Magnetic field effects and time-resolved EPR studies on the photogenerated biradicals in phenothiazine-C60 linked systems: Clarification of the mechanism of novel magnetic field effects by dependences of methylene chain length and temperature

Magnetic field effects (MFEs) on photogenerated biradical in phenothiazine (Ph)-C60 linked compound with four methylene group (Ph(4)C60) have been investigated. Transient absorption spectra showed photoinduced intramolecular electron-transfer reactions from the Ph to triplet excited state of C60(3C60∗). With increasing magnetic field, the decay rate constant of the photogenerated biradical decreased steeply at lower magnetic fields (<0.2 T), and then recovered in the 0.2 T < H < 1.0 T region.

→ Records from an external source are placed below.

//! Table options: which table to read, which fields to keep, and how
//! reference fields resolve into other tables.
//!
//! Options are usually parsed from a JSON source artifact:
//!
//! ```json
//! {
//!     "baseId": "appXXXX",
//!     "tableName": "Projects",
//!     "fields": [
//!         { "name": "Name" },
//!         { "name": "Owner", "mapToName": "owner", "resolve": {
//!             "baseId": "appXXXX",
//!             "tableName": "People",
//!             "fields": [{ "name": "Name" }]
//!         }}
//!     ],
//!     "cacheTables": [{ "baseId": "appXXXX", "tableName": "People" }],
//!     "includeFilterFieldName": "Published"
//! }
//! ```

use crate::{Error, Result};

use serde::Deserialize;

/// The view used when the options do not name one.
pub const DEFAULT_VIEW: &str = "Grid view";

/// Name used for a field entry that does not name its source field.
const UNKNOWN_FIELD: &str = "unknown";

/// Identifies a queryable remote table.
#[derive(Debug, Clone, PartialEq, Eq)]
pub struct TableRef {
    pub base_id: String,
    pub table_name: String,
    pub max_records: Option<u64>,
    pub view: String,
}

/// How one output field is produced from a source record.
#[derive(Debug, Clone, PartialEq)]
pub enum FieldSpec {
    /// Pass the source value through unchanged.
    Direct { source: String, output: String },

    /// Treat the source value as a list of record ids in another table and
    /// resolve each into a nested row.
    Resolved {
        source: String,
        output: String,
        nested: Box<TableOptions>,
    },
}

/// The declared field list of a table.
#[derive(Debug, Clone, PartialEq)]
pub enum Fields {
    Specs(Vec<FieldSpec>),

    /// The source options had a `fields` value that is not a list of field
    /// entries. Records of this table resolve to empty rows.
    Malformed,
}

#[derive(Debug, Clone, PartialEq)]
pub struct TableOptions {
    pub table: TableRef,
    pub fields: Fields,

    /// Tables read in full before resolution so reference lookups into
    /// them are served from the cache.
    pub cache_tables: Vec<TableRef>,

    /// Output field that must be truthy for a row to be kept.
    pub include_filter: Option<String>,

    /// Request a stats report from the caller.
    pub show_stats: bool,
}

impl TableRef {
    pub fn new(base_id: impl Into<String>, table_name: impl Into<String>) -> Self {
        Self {
            base_id: base_id.into(),
            table_name: table_name.into(),
            max_records: None,
            view: DEFAULT_VIEW.to_string(),
        }
    }

    pub fn max_records(mut self, max_records: u64) -> Self {
        self.max_records = Some(max_records);
        self
    }

    pub fn view(mut self, view: impl Into<String>) -> Self {
        self.view = view.into();
        self
    }

    /// Checks that the reference names both a base and a table.
    pub fn validate(&self) -> Result<()> {
        if self.base_id.is_empty() {
            return Err(Error::invalid_table_options(format!(
                "table `{}` is missing `baseId`",
                self.table_name
            )));
        }

        if self.table_name.is_empty() {
            return Err(Error::invalid_table_options(format!(
                "a table in base `{}` is missing `tableName`",
                self.base_id
            )));
        }

        Ok(())
    }
}

impl core::fmt::Display for TableRef {
    fn fmt(&self, f: &mut core::fmt::Formatter) -> core::fmt::Result {
        write!(f, "{}/{}", self.base_id, self.table_name)
    }
}

impl FieldSpec {
    pub fn direct(source: impl Into<String>) -> Self {
        let source = source.into();
        Self::Direct {
            output: source.clone(),
            source,
        }
    }

    pub fn resolved(source: impl Into<String>, nested: TableOptions) -> Self {
        let source = source.into();
        Self::Resolved {
            output: source.clone(),
            source,
            nested: Box::new(nested),
        }
    }

    /// Renames the output field. An empty name keeps the source name.
    pub fn map_to(mut self, name: impl Into<String>) -> Self {
        let name = name.into();
        if !name.is_empty() {
            match &mut self {
                Self::Direct { output, .. } | Self::Resolved { output, .. } => *output = name,
            }
        }
        self
    }

    pub fn source(&self) -> &str {
        match self {
            Self::Direct { source, .. } | Self::Resolved { source, .. } => source,
        }
    }

    pub fn output(&self) -> &str {
        match self {
            Self::Direct { output, .. } | Self::Resolved { output, .. } => output,
        }
    }
}

impl Fields {
    pub fn as_specs(&self) -> Option<&[FieldSpec]> {
        match self {
            Self::Specs(specs) => Some(specs),
            Self::Malformed => None,
        }
    }
}

impl Default for Fields {
    fn default() -> Self {
        Self::Specs(vec![])
    }
}

impl TableOptions {
    pub fn new(base_id: impl Into<String>, table_name: impl Into<String>) -> Self {
        Self::from_table(TableRef::new(base_id, table_name))
    }

    pub fn from_table(table: TableRef) -> Self {
        Self {
            table,
            fields: Fields::default(),
            cache_tables: vec![],
            include_filter: None,
            show_stats: false,
        }
    }

    pub fn field(mut self, spec: FieldSpec) -> Self {
        match &mut self.fields {
            Fields::Specs(specs) => specs.push(spec),
            Fields::Malformed => self.fields = Fields::Specs(vec![spec]),
        }
        self
    }

    pub fn fields(mut self, fields: Fields) -> Self {
        self.fields = fields;
        self
    }

    pub fn cache_table(mut self, table: TableRef) -> Self {
        self.cache_tables.push(table);
        self
    }

    pub fn include_filter(mut self, name: impl Into<String>) -> Self {
        self.include_filter = Some(name.into());
        self
    }

    /// Parses options from a JSON source artifact.
    pub fn from_json_str(src: &str) -> Result<Self> {
        let json: serde_json::Value = serde_json::from_str(src)
            .map_err(|err| Error::from(err).context("table options are not valid JSON"))?;
        Self::from_json(json)
    }

    pub fn from_json(json: serde_json::Value) -> Result<Self> {
        let raw: RawTableOptions = serde_json::from_value(json)
            .map_err(|err| Error::invalid_table_options(err.to_string()))?;
        raw.into_options()
    }

    /// Checks this table, its cache tables and every nested table.
    pub fn validate(&self) -> Result<()> {
        self.table.validate()?;

        for table in &self.cache_tables {
            table.validate()?;
        }

        for spec in self.fields.as_specs().unwrap_or_default() {
            if let FieldSpec::Resolved { nested, .. } = spec {
                nested.validate()?;
            }
        }

        Ok(())
    }
}

#[derive(Debug, Deserialize)]
#[serde(rename_all = "camelCase")]
struct RawTableRef {
    base_id: Option<String>,
    table_name: Option<String>,
    max_records: Option<u64>,
    view: Option<String>,
}

#[derive(Debug, Deserialize)]
#[serde(rename_all = "camelCase")]
struct RawTableOptions {
    #[serde(flatten)]
    table: RawTableRef,

    // Kept untyped so a malformed list degrades per record instead of
    // failing the whole parse.
    #[serde(default)]
    fields: serde_json::Value,

    #[serde(default)]
    cache_tables: Vec<RawTableRef>,

    include_filter_field_name: Option<String>,

    #[serde(default)]
    show_stats: bool,
}

#[derive(Debug, Deserialize)]
#[serde(rename_all = "camelCase")]
struct RawField {
    #[serde(alias = "airtableName")]
    name: Option<String>,
    map_to_name: Option<String>,
    resolve: Option<serde_json::Value>,
}

impl RawTableRef {
    fn into_table_ref(self) -> Result<TableRef> {
        let table = TableRef {
            base_id: self.base_id.unwrap_or_default(),
            table_name: self.table_name.unwrap_or_default(),
            max_records: self.max_records,
            view: self
                .view
                .filter(|view| !view.is_empty())
                .unwrap_or_else(|| DEFAULT_VIEW.to_string()),
        };
        table.validate()?;
        Ok(table)
    }
}

impl RawTableOptions {
    fn into_options(self) -> Result<TableOptions> {
        let table = self.table.into_table_ref()?;

        let fields = match self.fields {
            serde_json::Value::Null => Fields::default(),
            serde_json::Value::Array(entries) => parse_fields(entries)?,
            _ => Fields::Malformed,
        };

        let cache_tables = self
            .cache_tables
            .into_iter()
            .map(RawTableRef::into_table_ref)
            .collect::<Result<Vec<_>>>()?;

        Ok(TableOptions {
            table,
            fields,
            cache_tables,
            include_filter: self.include_filter_field_name.filter(|name| !name.is_empty()),
            show_stats: self.show_stats,
        })
    }
}

fn parse_fields(entries: Vec<serde_json::Value>) -> Result<Fields> {
    let mut specs = Vec::with_capacity(entries.len());

    for entry in entries {
        let Ok(raw) = serde_json::from_value::<RawField>(entry) else {
            return Ok(Fields::Malformed);
        };

        let source = raw
            .name
            .filter(|name| !name.is_empty())
            .unwrap_or_else(|| UNKNOWN_FIELD.to_string());

        let spec = match raw.resolve {
            Some(nested) if !nested.is_null() => {
                let nested = TableOptions::from_json(nested).map_err(|err| {
                    err.context(format!("in `resolve` of field `{source}`"))
                })?;
                FieldSpec::resolved(source, nested)
            }
            _ => FieldSpec::direct(source),
        };

        specs.push(spec.map_to(raw.map_to_name.unwrap_or_default()));
    }

    Ok(Fields::Specs(specs))
}
//! Error types for `boete-core`.

use thiserror::Error;

use crate::Violations;

/// The failure taxonomy shared by every service operation.
///
/// The first three variants carry the full ordered list of violations found
/// in the failing phase, never just the first one.
#[derive(Debug, Error)]
pub enum Error {
  /// One or more referenced identifiers do not exist.
  #[error("not found: {0}")]
  NotFound(Violations),

  /// A uniqueness rule was violated (duplicate fact on a case, duplicate BSN).
  #[error("conflict: {0}")]
  Conflict(Violations),

  /// Field-level constraint violations on inbound data.
  #[error("invalid input: {0}")]
  Invalid(Violations),

  #[error("store error: {0}")]
  Store(#[source] Box<dyn std::error::Error + Send + Sync>),
}

impl Error {
  pub fn not_found(message: impl Into<String>) -> Self {
    Self::NotFound(Violations::single(message))
  }

  pub fn conflict(message: impl Into<String>) -> Self {
    Self::Conflict(Violations::single(message))
  }

  pub fn store<E>(err: E) -> Self
  where
    E: std::error::Error + Send + Sync + 'static,
  {
    Self::Store(Box::new(err))
  }

  /// The individual messages, in the order they were recorded.
  pub fn messages(&self) -> Vec<String> {
    match self {
      Self::NotFound(v) | Self::Conflict(v) | Self::Invalid(v) => {
        v.messages().to_vec()
      }
      Self::Store(e) => vec![e.to_string()],
    }
  }
}

/// Implemented by store backend errors so the services can tell a uniqueness
/// violation on write apart from any other failure.
pub trait StoreError: std::error::Error + Send + Sync + 'static {
  fn is_conflict(&self) -> bool;
}

pub type Result<T, E = Error> = std::result::Result<T, E>;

Temperature dependence on the reverse phenomenon of the MFEs in Ph(4)C60 was clearly different from those in other linked compounds (Ph(n)C60(n = 6, 8, 10, 12)). The present MFEs can be explained by the contribution of not only spin-lattice relaxation mechanism but also spin-spin relaxation mechanism related to ∣2J∣. In time-resolved EPR measurements, the spectra in Ph(n)C60(n = 4-12) are assigned to spin-correlated radical pairs. The methylene chain dependence of the time-resolved EPR spectra also supports the mechanism suggested in MFEs.